Он повернулся к первому от входа столу.
– Знакомься, это – майор Российская, моя жена и по совместительству следователь нашего отдела.
На иронию Фомина Рита отреагировала слегка недовольным взглядом в его сторону. Приподняв правую бровь и, сжав красивые губы, она резко оттолкнулась обеими руками от стола и, поднявшись из кресла, протянула Ивану руку.
– Маргарита.
– Иван, – ответил Разумов, пожав прохладную, узкую ладонь.
Ее карие, миндалевидные глаза смотрели внимательно и, как показалось Ивану, грустно. Их разрез, высокие скулы и смуглая кожа выдавали восточный след в родословной. Густые темные волосы были красиво подстрижены. Модно подкрученная челка открывала широкий лоб с заметными межбровными морщинками. Маргарита была в черной, обтягивающей небольшую грудь водолазке, джинсах и туфлях на шнуровке.
Дверь с шумом распахнулась, и в кабинет вошел следователь отдела старший лейтенант Петр Незабудько с керамическими кружками в руках. С их стенок активно стекала вода, оставляя на полу крупные прозрачные капли. Невысокий, но хорошо сложенный, он был похож на студента с выцветшей за лето вихрастой челкой. Серые глаза с воспаленными прожилками на фоне довольно бледного лица говорили о том, что их владелец или не здоров, или не высыпается. На нем были сильно потертые джинсы и высокие яркие кроссовки. Через трикотаж желтой футболки упруго проступали подкачанные мышцы.
Поставив бокалы на стол, он заинтересованно взглянул на Ивана.
– А это наш Петр, – продолжил Фомин. – Старший лейтенант Незабудько.
– Здрасьте, – широко улыбнулся тот и протянул руку, прежде вытерев ее о джинсы.
– Иван Разумов.
– Иван – мой старый товарищ, – пояснил Фомин. – В академии мы его звали Разум. Не только из-за фамилии. Он у нас считался самым начитанным. В общем, коллеги, как говорится, прошу любить и жаловать.
Фомин взглянул на наручные часы и, взяв со своего стола папку, произнес:
– Пора на оперативку. Ты, Ваня, можно сказать, с первого дня и в полымя. Позавчера в своей квартире на Арбате задушена Лиза Чайкина, дочь известного чиновника. Пока уверенно стоим в пробке, за сутки движения по делу ноль. На ковер к генералу идем ни с чем.

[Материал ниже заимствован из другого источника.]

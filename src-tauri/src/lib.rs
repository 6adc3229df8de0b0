//! Snip Upload: screenshot uploader.
//!
//! The library holds the upload domain and can be used without a GUI:
//! - Capture value and PNG encoding (capture/)
//! - Upload providers, response parsing, per-upload session (upload/)
//! - Upload history on disk (history.rs)
//! - Settings file and environment override (config.rs)
//!
//! With the `desktop` feature it also builds the Tauri shell: tray icon,
//! upload window and the commands the webview calls.

pub mod capture;
pub mod clipboard;
pub mod config;
pub mod history;
pub mod placement;
pub mod upload;

#[cfg(feature = "desktop")]
pub mod desktop;
#[cfg(feature = "desktop")]
mod tray;

/// Entry point, called by the desktop binary.
#[cfg(feature = "desktop")]
#[cfg_attr(mobile, tauri::mobile_entry_point)]
pub fn run() {
    use config::SettingsFile;
    use desktop::commands;

    if let Err(e) = dotenvy::dotenv() {
        // A missing .env is the normal case.
        if !e.not_found() {
            eprintln!("Ignoring malformed .env: {}", e);
        }
    }
    env_logger::init();

    tauri::Builder::default()
        .plugin(tauri_plugin_shell::init())
        .plugin(tauri_plugin_dialog::init())
        .manage(desktop::DesktopState::new(SettingsFile::new(
            SettingsFile::default_path(),
        )))
        .invoke_handler(tauri::generate_handler![
            commands::get_upload_settings,
            commands::set_upload_url,
            commands::upload_png,
            commands::get_upload_view,
            commands::open_upload_url,
            commands::copy_upload_url,
            commands::copy_upload_image,
            commands::save_upload_image,
            commands::delete_upload_image,
            commands::upload_drag_payload,
            commands::list_upload_history,
            commands::close_upload_window,
        ])
        .setup(|app| {
            log::info!("Snip Upload starting up");

            tray::setup_tray(app.handle())?;

            log::info!("System tray initialized, ready for snips");
            Ok(())
        })
        .run(tauri::generate_context!())
        .expect("Error running Snip Upload");
}
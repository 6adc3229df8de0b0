//! Upload history: one PNG file per successful upload.
//!
//! The file name itself carries the record: `<tag>~<token>~<file>`, where
//! `tag` names the provider, `token` is the result URL in URL-safe base64
//! and `file` is the display name. Files live in the platform cache dir:
//!   macOS:   ~/Library/Caches/snip-upload/history/
//!   Linux:   ~/.cache/snip-upload/history/
//!   Windows: %LOCALAPPDATA%/snip-upload/history/

use base64::{engine::general_purpose::URL_SAFE, Engine};
use serde::Serialize;
use std::fs;
use std::path::{Path, PathBuf};
use std::time::SystemTime;

/// Separates tag, token and display name in a packed history name.
/// Not part of the URL-safe base64 alphabet.
pub const HISTORY_SEPARATOR: char = '~';

/// Retention limit used when the settings don't say otherwise.
pub const DEFAULT_HISTORY_MAX: usize = 25;

/// File name length limit shared by the common file systems (bytes).
pub const MAX_FILE_NAME_BYTES: usize = 255;

/// The three parts of a packed history file name.
#[derive(Debug, Clone, PartialEq, Eq, Serialize)]
#[serde(rename_all = "camelCase")]
pub struct HistoryFileName {
    pub kind: String,
    pub token: String,
    pub file: String,
}

/// A stored history file.
#[derive(Debug, Clone, Serialize)]
#[serde(rename_all = "camelCase")]
pub struct HistoryEntry {
    pub path: PathBuf,
    pub name: HistoryFileName,
}

impl HistoryEntry {
    /// The upload URL recovered from the token, if it decodes.
    pub fn url(&self) -> Option<String> {
        decode_token(&self.name.token)
    }
}

#[derive(Debug, Clone)]
pub struct History {
    dir: PathBuf,
    max_entries: usize,
}

impl History {
    /// `max_entries` is clamped to at least one so a save never deletes the
    /// file it just wrote.
    pub fn new(dir: impl Into<PathBuf>, max_entries: usize) -> Self {
        Self {
            dir: dir.into(),
            max_entries: max_entries.max(1),
        }
    }

    /// Base directory for history files.
    pub fn default_dir() -> PathBuf {
        dirs::cache_dir()
            .unwrap_or_else(|| PathBuf::from("."))
            .join("snip-upload")
            .join("history")
    }

    pub fn dir(&self) -> &Path {
        &self.dir
    }

    pub fn max_entries(&self) -> usize {
        self.max_entries
    }

    /// Packs provider tag, token and display name into one file name.
    ///
    /// An empty tag yields the bare file name; an empty token yields
    /// `tag~file`.
    pub fn pack_file_name(kind: &str, token: &str, file: &str) -> String {
        if kind.is_empty() {
            return file.to_string();
        }
        if token.is_empty() {
            return format!("{kind}{HISTORY_SEPARATOR}{file}");
        }
        format!("{kind}{HISTORY_SEPARATOR}{token}{HISTORY_SEPARATOR}{file}")
    }

    /// Inverse of [`History::pack_file_name`]. Accepts a bare name or a full
    /// path; only the last path component is considered.
    ///
    /// The display name is everything after the second separator, so it may
    /// itself contain separators.
    pub fn unpack_file_name(packed: &str) -> HistoryFileName {
        let name = packed.rsplit(['/', '\\']).next().unwrap_or(packed);
        let parts: Vec<&str> = name.splitn(3, HISTORY_SEPARATOR).collect();

        match parts.as_slice() {
            [kind, token, file] => HistoryFileName {
                kind: kind.to_string(),
                token: token.to_string(),
                file: file.to_string(),
            },
            [kind, file] => HistoryFileName {
                kind: kind.to_string(),
                token: String::new(),
                file: file.to_string(),
            },
            _ => HistoryFileName {
                kind: String::new(),
                token: String::new(),
                file: name.to_string(),
            },
        }
    }

    /// Shortens the display name `file` so that the packed name stays within
    /// [`MAX_FILE_NAME_BYTES`], keeping its extension.
    ///
    /// Returns `None` when tag and token alone leave no room, which happens
    /// for result URLs longer than roughly 180 bytes.
    pub fn fit_display_name(kind: &str, token: &str, file: &str) -> Option<String> {
        let overhead = Self::pack_file_name(kind, token, "").len();
        let room = MAX_FILE_NAME_BYTES.checked_sub(overhead)?;
        if file.len() <= room {
            return Some(file.to_string());
        }

        let ext = file
            .rfind('.')
            .map(|i| &file[i..])
            .filter(|ext| ext.len() < room)
            .unwrap_or("");
        let stem = &file[..file.len() - ext.len()];
        let mut cut = (room - ext.len()).min(stem.len());
        while !stem.is_char_boundary(cut) {
            cut -= 1;
        }
        if cut == 0 {
            return None;
        }
        Some(format!("{}{}", &stem[..cut], ext))
    }

    /// Writes image bytes under `packed_name`, then prunes the oldest files
    /// beyond the retention limit.
    pub fn save(&self, image_bytes: &[u8], packed_name: &str) -> Result<PathBuf, HistoryError> {
        if packed_name.is_empty()
            || packed_name.len() > MAX_FILE_NAME_BYTES
            || packed_name.contains(['/', '\\'])
        {
            return Err(HistoryError::InvalidName(packed_name.to_string()));
        }

        fs::create_dir_all(&self.dir)?;
        let path = self.dir.join(packed_name);
        fs::write(&path, image_bytes)?;
        log::info!(
            "[HISTORY] Saved {} ({} bytes)",
            path.display(),
            image_bytes.len()
        );

        self.prune(&path)?;
        Ok(path)
    }

    /// Stored entries, newest first.
    pub fn entries(&self) -> Result<Vec<HistoryEntry>, HistoryError> {
        Ok(self
            .files_newest_first()?
            .into_iter()
            .filter_map(|path| {
                let file_name = path.file_name()?.to_str()?.to_string();
                Some(HistoryEntry {
                    name: Self::unpack_file_name(&file_name),
                    path,
                })
            })
            .collect())
    }

    fn prune(&self, keep: &Path) -> Result<(), HistoryError> {
        let stale: Vec<PathBuf> = self
            .files_newest_first()?
            .into_iter()
            .filter(|path| path != keep)
            .skip(self.max_entries - 1)
            .collect();

        for path in stale {
            match fs::remove_file(&path) {
                Ok(()) => log::debug!("[HISTORY] Pruned {}", path.display()),
                Err(e) => log::warn!("[HISTORY] Failed to prune {}: {}", path.display(), e),
            }
        }
        Ok(())
    }

    fn files_newest_first(&self) -> Result<Vec<PathBuf>, HistoryError> {
        if !self.dir.exists() {
            return Ok(Vec::new());
        }

        let mut files: Vec<(SystemTime, PathBuf)> = fs::read_dir(&self.dir)?
            .flatten()
            .filter_map(|entry| {
                let metadata = entry.metadata().ok()?;
                if !metadata.is_file() {
                    return None;
                }
                let modified = metadata.modified().unwrap_or(SystemTime::UNIX_EPOCH);
                Some((modified, entry.path()))
            })
            .collect();

        files.sort_by(|a, b| b.0.cmp(&a.0).then_with(|| b.1.cmp(&a.1)));
        Ok(files.into_iter().map(|(_, path)| path).collect())
    }
}

/// Encodes an upload URL as a history token.
pub fn encode_token(url: &str) -> String {
    URL_SAFE.encode(url.as_bytes())
}

/// Recovers the upload URL from a history token.
pub fn decode_token(token: &str) -> Option<String> {
    let bytes = URL_SAFE.decode(token).ok()?;
    String::from_utf8(bytes).ok()
}

#[derive(Debug, thiserror::Error)]
pub enum HistoryError {
    #[error("History I/O failed: {0}")]
    Io(#[from] std::io::Error),

    #[error("Invalid history file name: '{0}'")]
    InvalidName(String),
}
//! Build script for Snip Upload.
//!
//! The Tauri build step (context generation, capability checks) only runs
//! when the `desktop` feature is on. The upload core has no build steps.

fn main() {
    println!("cargo:rerun-if-changed=tauri.conf.json");
    println!("cargo:rerun-if-changed=capabilities");

    #[cfg(feature = "desktop")]
    tauri_build::build();
}
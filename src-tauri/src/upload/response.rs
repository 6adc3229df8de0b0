//! Extracting the image URL from an upload response.
//!
//! Servers are expected to answer `{"url": "..."}`, but plenty of
//! self-hosted scripts answer with HTML or plain text, so any
//! `http(s)://` link in the body is accepted as a fallback.

use regex::Regex;
use serde_json::Value;
use std::sync::LazyLock;

/// Characters of the raw body shown when no URL can be found.
pub const SNIPPET_CHARS: usize = 200;

static URL_PATTERN: LazyLock<Regex> =
    LazyLock::new(|| Regex::new(r#"https?://[^\s<>"{}|\\^`\[\]]+"#).unwrap());

/// Resolves the image URL from a response body.
///
/// A JSON object with a `url` field decides on its own: an empty string or a
/// non-string value means no URL. Anything else falls back to the first link
/// in the body.
pub fn parse_image_url(body: &[u8]) -> Option<String> {
    if let Ok(Value::Object(obj)) = serde_json::from_slice::<Value>(body) {
        if let Some(url) = obj.get("url") {
            return url
                .as_str()
                .filter(|s| !s.is_empty())
                .map(str::to_owned);
        }
    }

    let text = String::from_utf8_lossy(body);
    URL_PATTERN.find(&text).map(|m| m.as_str().to_string())
}

/// First [`SNIPPET_CHARS`] characters of the body, for diagnostics.
pub fn response_snippet(body: &[u8]) -> String {
    String::from_utf8_lossy(body)
        .chars()
        .take(SNIPPET_CHARS)
        .collect()
}
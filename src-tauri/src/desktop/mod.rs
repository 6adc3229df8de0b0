//! Tauri shell: the upload window and the collaborators behind it.
//!
//! The webview is a thin view: it listens for `upload-*` events and calls
//! the commands in [`commands`]. Everything it shows is also mirrored into a
//! `ViewSnapshot` so a window that finishes loading after a fast failure can
//! still ask what happened. `upload-ready` follows `upload-complete` once the
//! finished uploader is reachable by the commands.

pub mod commands;

use crate::capture::Capture;
use crate::clipboard::SystemClipboard;
use crate::config::SettingsFile;
use crate::history::History;
use crate::placement::{top_right_position, ScreenArea, WINDOW_MAX_HEIGHT, WINDOW_MIN_WIDTH};
use crate::upload::session::{ScreenshotSaver, UploadView, UrlOpener, UPLOADING_TEXT};
use crate::upload::{
    LatestUpload, Ticket, UploadServices, UploadState, Uploader, UploaderManager,
};
use chrono::Local;
use serde::Serialize;
use std::sync::Arc;
use tauri::{AppHandle, Emitter, Manager, WebviewUrl, WebviewWindowBuilder};
use tauri_plugin_dialog::DialogExt;
use tauri_plugin_shell::ShellExt;
use tokio::sync::Mutex;

pub const UPLOAD_WINDOW: &str = "upload";

/// What the upload window currently shows.
#[derive(Debug, Clone, Serialize)]
#[serde(rename_all = "camelCase")]
pub struct ViewSnapshot {
    pub progress: bool,
    pub info: String,
    pub url: Option<String>,
    /// Set once the finished uploader is available to the commands.
    pub ready: bool,
}

impl Default for ViewSnapshot {
    fn default() -> Self {
        Self {
            progress: true,
            info: UPLOADING_TEXT.to_string(),
            url: None,
            ready: false,
        }
    }
}

/// Shell state managed by Tauri.
pub struct DesktopState {
    pub settings: SettingsFile,
    /// Only held while an uploader is being prepared, never across a
    /// network call.
    pub manager: Arc<Mutex<UploaderManager>>,
    /// The finished uploader behind the window; dropped with the window.
    pub current: Arc<LatestUpload<Uploader>>,
    pub snapshot: Arc<std::sync::Mutex<ViewSnapshot>>,
}

impl DesktopState {
    pub fn new(settings: SettingsFile) -> Self {
        let manager = UploaderManager::new(Arc::new(settings.clone()));
        Self {
            settings,
            manager: Arc::new(Mutex::new(manager)),
            current: Arc::new(LatestUpload::new()),
            snapshot: Arc::new(std::sync::Mutex::new(ViewSnapshot::default())),
        }
    }
}

/// Opens the upload window and runs the upload in the background.
///
/// A new upload supersedes any upload still in flight: the older one keeps
/// running to completion, but its view updates and its result are dropped.
pub async fn start_upload(app: &AppHandle, capture: Capture) -> Result<(), String> {
    let state = app.state::<DesktopState>();
    let ticket = state.current.begin().await;
    if let Ok(mut snapshot) = state.snapshot.lock() {
        *snapshot = ViewSnapshot::default();
    }
    show_upload_window(app).map_err(|e| format!("Failed to open upload window: {}", e))?;

    let manager = state.manager.clone();
    let current = state.current.clone();
    let snapshot = state.snapshot.clone();
    let snapshot_ready = state.snapshot.clone();
    let app = app.clone();

    tauri::async_runtime::spawn(async move {
        let mut uploader = {
            let mut manager = manager.lock().await;
            let history_max = manager.history_max();
            let services = desktop_services(&app, snapshot, Some(ticket), history_max);
            manager.prepare(capture, services)
        };

        if !uploader.session().capture().is_empty() {
            uploader.upload().await;
        }

        let succeeded = matches!(uploader.state(), UploadState::Succeeded { .. });
        if !current.finish(ticket, uploader).await {
            log::info!("[UPLOAD] Dropping result of a superseded upload");
            return;
        }
        if succeeded && current.is_current(ticket) {
            if let Ok(mut snapshot) = snapshot_ready.lock() {
                snapshot.ready = true;
            }
            if let Err(e) = app.emit("upload-ready", ()) {
                log::warn!("[UPLOAD] Failed to emit upload-ready: {}", e);
            }
        }
    });

    Ok(())
}

/// Collaborators for an uploader driven by the window. Without a ticket the
/// view stays silent, which is what settings probes want.
pub(crate) fn desktop_services(
    app: &AppHandle,
    snapshot: Arc<std::sync::Mutex<ViewSnapshot>>,
    ticket: Option<Ticket>,
    history_max: usize,
) -> UploadServices {
    let state = app.state::<DesktopState>();
    UploadServices {
        view: Box::new(WebviewView {
            app: app.clone(),
            snapshot,
            latest: state.current.clone(),
            ticket,
        }),
        clipboard: Box::new(SystemClipboard),
        opener: Box::new(ShellOpener { app: app.clone() }),
        saver: Box::new(DialogSaver { app: app.clone() }),
        history: History::new(History::default_dir(), history_max),
    }
}

/// Shows the upload window, creating it at the top-right of the primary
/// monitor if needed.
pub fn show_upload_window(app: &AppHandle) -> tauri::Result<()> {
    if let Some(window) = app.get_webview_window(UPLOAD_WINDOW) {
        window.show()?;
        window.set_focus()?;
        return Ok(());
    }

    let mut builder = WebviewWindowBuilder::new(
        app,
        UPLOAD_WINDOW,
        WebviewUrl::App("upload.html".into()),
    )
    .title("Upload image")
    .inner_size(WINDOW_MIN_WIDTH as f64, WINDOW_MAX_HEIGHT as f64)
    .min_inner_size(WINDOW_MIN_WIDTH as f64, 40.0)
    .max_inner_size(4096.0, WINDOW_MAX_HEIGHT as f64)
    .always_on_top(true)
    .skip_taskbar(true)
    .focused(true);

    if let Some((x, y)) = top_right_logical(app) {
        builder = builder.position(x, y);
    }

    builder.build()?;
    Ok(())
}

fn top_right_logical(app: &AppHandle) -> Option<(f64, f64)> {
    let monitor = app.primary_monitor().ok().flatten()?;
    let scale = monitor.scale_factor();
    let area = ScreenArea {
        x: monitor.position().x,
        y: monitor.position().y,
        width: monitor.size().width,
        height: monitor.size().height,
    };
    let width = (WINDOW_MIN_WIDTH as f64 * scale).round() as u32;
    let (x, y) = top_right_position(area, width);
    Some((x as f64 / scale, y as f64 / scale))
}

struct WebviewView {
    app: AppHandle,
    snapshot: Arc<std::sync::Mutex<ViewSnapshot>>,
    latest: Arc<LatestUpload<Uploader>>,
    ticket: Option<Ticket>,
}

impl WebviewView {
    /// Whether this view still belongs to the upload the window shows.
    fn is_live(&self) -> bool {
        self.ticket.is_some_and(|t| self.latest.is_current(t))
    }

    fn emit<S: Serialize + Clone>(&self, event: &str, payload: S) {
        if !self.is_live() {
            return;
        }
        if let Err(e) = self.app.emit(event, payload) {
            log::warn!("[UPLOAD] Failed to emit {}: {}", event, e);
        }
    }

    fn update(&self, f: impl FnOnce(&mut ViewSnapshot)) {
        if !self.is_live() {
            return;
        }
        if let Ok(mut snapshot) = self.snapshot.lock() {
            f(&mut snapshot);
        }
    }
}

impl UploadView for WebviewView {
    fn start_progress(&mut self) {
        self.update(|s| s.progress = true);
        self.emit("upload-progress", true);
    }

    fn stop_progress(&mut self) {
        self.update(|s| s.progress = false);
        self.emit("upload-progress", false);
    }

    fn set_info_text(&mut self, text: &str) {
        self.update(|s| s.info = text.to_string());
        self.emit("upload-status", text.to_string());
    }

    fn show_result(&mut self, url: &str) {
        self.update(|s| {
            s.progress = false;
            s.url = Some(url.to_string());
        });
        self.emit("upload-complete", url.to_string());
        if !self.is_live() {
            return;
        }
        if let Some(window) = self.app.get_webview_window(UPLOAD_WINDOW) {
            let _ = window.show();
            let _ = window.set_focus();
        }
    }

    fn notify(&mut self, message: &str) {
        self.emit("upload-notification", message.to_string());
    }
}

struct ShellOpener {
    app: AppHandle,
}

impl UrlOpener for ShellOpener {
    fn open(&mut self, url: &str) -> bool {
        #[allow(deprecated)]
        let result = self.app.shell().open(url, None);
        match result {
            Ok(()) => true,
            Err(e) => {
                log::warn!("[UPLOAD] Failed to open {}: {}", url, e);
                false
            }
        }
    }
}

struct DialogSaver {
    app: AppHandle,
}

impl ScreenshotSaver for DialogSaver {
    fn save(&mut self, capture: &Capture) -> bool {
        let Some(bytes) = capture.png_bytes() else {
            return false;
        };

        let default_name = format!("screenshot_{}.png", Local::now().format("%Y%m%d_%H%M%S"));
        let Some(target) = self
            .app
            .dialog()
            .file()
            .add_filter("PNG image", &["png"])
            .set_file_name(default_name)
            .blocking_save_file()
        else {
            log::info!("[UPLOAD] Save dialog cancelled");
            return false;
        };

        let path = match target.into_path() {
            Ok(path) => path,
            Err(e) => {
                log::warn!("[UPLOAD] Save target is not a local path: {}", e);
                return false;
            }
        };

        match std::fs::write(&path, bytes) {
            Ok(()) => {
                log::info!("[UPLOAD] Screenshot saved to {}", path.display());
                true
            }
            Err(e) => {
                log::warn!("[UPLOAD] Failed to write {}: {}", path.display(), e);
                false
            }
        }
    }
}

В кабинете генерала Савельева как всегда было прохладно. Из открытого окна медленно лился теплый сентябрь, напоминая об осени лишь пестрой листвой и прохладными ночами. Большие напольные часы в углу мерно отсчитывали время. На краю гладкого и длинного как подиум приставного стола лежала толстая книга в твердом переплете с золотым тиснением на обложке.
Савельев посмотрел на Разумова фирменным, оценивающим взглядом с прищуром.
– Майор Разумов Иван Константинович, – представился Иван.
Савельев кивнул и перевел взгляд на лежащие перед ним документы.
– Давай, Разумов, рассказывай, откуда к нам прибыл и где остановился, – сказал Савельев, прекрасно осведомленный о жизни и личных обстоятельствах нового сотрудника.
– Главное следственное управление по Санкт-Петербургу. Сейчас проживаю в Подмосковье. Поселок Уваровский, – коротко отчитался Иван.